In the future I will not create blogs when I have the flu. They turn out to be a bit dour.
I am recuperating, too slowly, but am finally a little more lucid. I think I will try to balance these things between people and cats. Then people will have to check to see whether I’m trying to be brilliant or just recording inter-species communication.
Mothers Day happened recently. Things like Mothers Day and Fathers Day and Valentines Day and New Years Day and Christmas and Thanksgiving can be excruciating for those of us who do not live in a Norman Rockwell world.
I went to church on Mother's Day even though I think I pretty much flunked motherhood. There's a little girl (around 6 or 7 I think) who always runs to sit with me during the first part of the service. I was hoping she would be there. She was. And she ran to sit with me and, later, during the post-service coffee hour, she presented me with a small pot of petunias with a little note that said, "I love you Gram". That helped immensely.

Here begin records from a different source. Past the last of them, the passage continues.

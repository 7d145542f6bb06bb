//! Appointment repository implementation using SQLite
//!
//! The partial unique index `idx_appointments_slot_active` makes the
//! one-appointment-per-slot rule atomic; violations come back as
//! `Conflict("time slot is already occupied")`.

use std::sync::Arc;

use async_trait::async_trait;
use chrono::{NaiveDate, Utc};
use clinicdesk_core::AppointmentStore;
use clinicdesk_domain::{Appointment, AppointmentStatus, ClinicError, Result};
use rusqlite::types::{ToSqlOutput, Type};
use rusqlite::{params, OptionalExtension, Row, ToSql};
use tracing::warn;

use super::manager::{run_blocking, DbManager};
use crate::errors::conversions::{is_unique_violation, sql_error};

const APPOINTMENT_COLUMNS: &str = "id, patient_id, patient_name, appointment_date, \
                                   appointment_time, service, doctor, status, price, \
                                   duration_minutes, notes, created_at, updated_at";

const SLOT_TAKEN: &str = "time slot is already occupied";

/// SQLite-backed implementation of `AppointmentStore`
pub struct SqliteAppointmentRepository {
    db: Arc<DbManager>,
}

impl SqliteAppointmentRepository {
    pub fn new(db: Arc<DbManager>) -> Self {
        Self { db }
    }

    async fn query_appointments(
        &self,
        filter: &'static str,
        args: Vec<QueryArg>,
    ) -> Result<Vec<Appointment>> {
        run_blocking(&self.db, move |conn| {
            let mut stmt = conn
                .prepare(&format!(
                    "SELECT {APPOINTMENT_COLUMNS} FROM appointments
                     WHERE deleted_at IS NULL {filter}"
                ))
                .map_err(sql_error)?;
            let rows = stmt
                .query_map(rusqlite::params_from_iter(args.iter()), map_appointment_row)
                .map_err(sql_error)?;
            rows.collect::<rusqlite::Result<Vec<_>>>().map_err(sql_error)
        })
        .await
    }
}

/// Owned query parameter so filters can be moved into the blocking task.
enum QueryArg {
    Int(i64),
    Date(NaiveDate),
}

impl ToSql for QueryArg {
    fn to_sql(&self) -> rusqlite::Result<ToSqlOutput<'_>> {
        match self {
            Self::Int(value) => value.to_sql(),
            Self::Date(value) => value.to_sql(),
        }
    }
}

#[async_trait]
impl AppointmentStore for SqliteAppointmentRepository {
    async fn get(&self, id: i64) -> Result<Appointment> {
        run_blocking(&self.db, move |conn| {
            conn.query_row(
                &format!(
                    "SELECT {APPOINTMENT_COLUMNS} FROM appointments
                     WHERE id = ?1 AND deleted_at IS NULL"
                ),
                params![id],
                map_appointment_row,
            )
            .optional()
            .map_err(sql_error)?
            .ok_or_else(|| ClinicError::not_found(format!("appointment {id} not found")))
        })
        .await
    }

    async fn get_all(&self) -> Result<Vec<Appointment>> {
        self.query_appointments("ORDER BY appointment_date DESC, appointment_time DESC", Vec::new())
            .await
    }

    async fn create(&self, mut appointment: Appointment) -> Result<Appointment> {
        let date = required_date(&appointment)?;
        run_blocking(&self.db, move |conn| {
            conn.execute(
                "INSERT INTO appointments (patient_id, patient_name, appointment_date,
                                           appointment_time, service, doctor, status, price,
                                           duration_minutes, notes, created_at, updated_at)
                 VALUES (?1, ?2, ?3, ?4, ?5, ?6, ?7, ?8, ?9, ?10, ?11, ?12)",
                params![
                    appointment.patient_id,
                    appointment.patient_name,
                    date,
                    appointment.time,
                    appointment.service,
                    appointment.doctor,
                    appointment.status.to_string(),
                    appointment.price,
                    appointment.duration_minutes,
                    appointment.notes,
                    appointment.created_at,
                    appointment.updated_at,
                ],
            )
            .map_err(|err| slot_error(err, date, &appointment.time))?;
            appointment.id = conn.last_insert_rowid();
            Ok(appointment)
        })
        .await
    }

    async fn update(&self, appointment: Appointment) -> Result<Appointment> {
        let date = required_date(&appointment)?;
        run_blocking(&self.db, move |conn| {
            let changed = conn
                .execute(
                    "UPDATE appointments
                     SET patient_id = ?1, patient_name = ?2, appointment_date = ?3,
                         appointment_time = ?4, service = ?5, doctor = ?6, status = ?7, price = ?8,
                         duration_minutes = ?9, notes = ?10, updated_at = ?11
                     WHERE id = ?12 AND deleted_at IS NULL",
                    params![
                        appointment.patient_id,
                        appointment.patient_name,
                        date,
                        appointment.time,
                        appointment.service,
                        appointment.doctor,
                        appointment.status.to_string(),
                        appointment.price,
                        appointment.duration_minutes,
                        appointment.notes,
                        appointment.updated_at,
                        appointment.id,
                    ],
                )
                .map_err(|err| slot_error(err, date, &appointment.time))?;
            if changed == 0 {
                return Err(ClinicError::not_found(format!(
                    "appointment {} not found",
                    appointment.id
                )));
            }
            Ok(appointment)
        })
        .await
    }

    async fn delete(&self, id: i64) -> Result<()> {
        run_blocking(&self.db, move |conn| {
            let changed = conn
                .execute(
                    "UPDATE appointments SET deleted_at = ?1 WHERE id = ?2 AND deleted_at IS NULL",
                    params![Utc::now(), id],
                )
                .map_err(sql_error)?;
            if changed == 0 {
                return Err(ClinicError::not_found(format!("appointment {id} not found")));
            }
            Ok(())
        })
        .await
    }

    async fn get_by_patient_id(&self, patient_id: i64) -> Result<Vec<Appointment>> {
        self.query_appointments(
            "AND patient_id = ?1 ORDER BY appointment_date DESC, appointment_time DESC",
            vec![QueryArg::Int(patient_id)],
        )
        .await
    }

    async fn get_by_date(&self, date: NaiveDate) -> Result<Vec<Appointment>> {
        self.query_appointments(
            "AND appointment_date = ?1 ORDER BY appointment_time",
            vec![QueryArg::Date(date)],
        )
        .await
    }

    async fn get_by_date_range(
        &self,
        start: NaiveDate,
        end: NaiveDate,
    ) -> Result<Vec<Appointment>> {
        self.query_appointments(
            "AND appointment_date BETWEEN ?1 AND ?2 ORDER BY appointment_date, appointment_time",
            vec![QueryArg::Date(start), QueryArg::Date(end)],
        )
        .await
    }

    async fn check_time_conflict(
        &self,
        date: NaiveDate,
        time: &str,
        exclude_id: i64,
    ) -> Result<bool> {
        let time = time.to_string();
        run_blocking(&self.db, move |conn| {
            conn.query_row(
                "SELECT EXISTS(
                     SELECT 1 FROM appointments
                     WHERE appointment_date = ?1 AND appointment_time = ?2
                       AND id <> ?3 AND deleted_at IS NULL)",
                params![date, time, exclude_id],
                |row| row.get::<_, bool>(0),
            )
            .map_err(sql_error)
        })
        .await
    }
}

fn required_date(appointment: &Appointment) -> Result<NaiveDate> {
    appointment.date.ok_or_else(|| ClinicError::validation("date is required"))
}

fn slot_error(err: rusqlite::Error, date: NaiveDate, time: &str) -> ClinicError {
    if is_unique_violation(&err) {
        warn!(%date, time, "slot constraint rejected write");
        return ClinicError::conflict(SLOT_TAKEN);
    }
    sql_error(err)
}

fn map_appointment_row(row: &Row<'_>) -> rusqlite::Result<Appointment> {
    let status: String = row.get(7)?;
    let status = status
        .parse::<AppointmentStatus>()
        .map_err(|e| rusqlite::Error::FromSqlConversionFailure(7, Type::Text, e.into()))?;

    Ok(Appointment {
        id: row.get(0)?,
        patient_id: row.get(1)?,
        patient_name: row.get(2)?,
        date: row.get(3)?,
        time: row.get(4)?,
        service: row.get(5)?,
        doctor: row.get(6)?,
        status,
        price: row.get(8)?,
        duration_minutes: row.get(9)?,
        notes: row.get(10)?,
        created_at: row.get(11)?,
        updated_at: row.get(12)?,
    })
}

Then a group of us went to the local sculpture park to participate in a Mothers Day 'Stand for Peace'. [Mothers Day was initiated in 1870 by Unitarian Julia Ward Howe to protest the carnage of the Civil War and encourage pacifism.] There were about a dozen of us standing next to a sculpture of a child cradling a dove. When a reporter and photographer from the local paper showed up, they actually recorded our presence and our insistence that Mothers Day was an affirmation of life not death in war.
After our ‘stand’ was over, I walked around the park on a gently warm day brimming with flowers.
That evening, around 6 p.m., my younger son Bruce called (long distance is free from his workplace) and we had a good talk. So a day that I thought would be incredibly hard turned out to be rather amazing.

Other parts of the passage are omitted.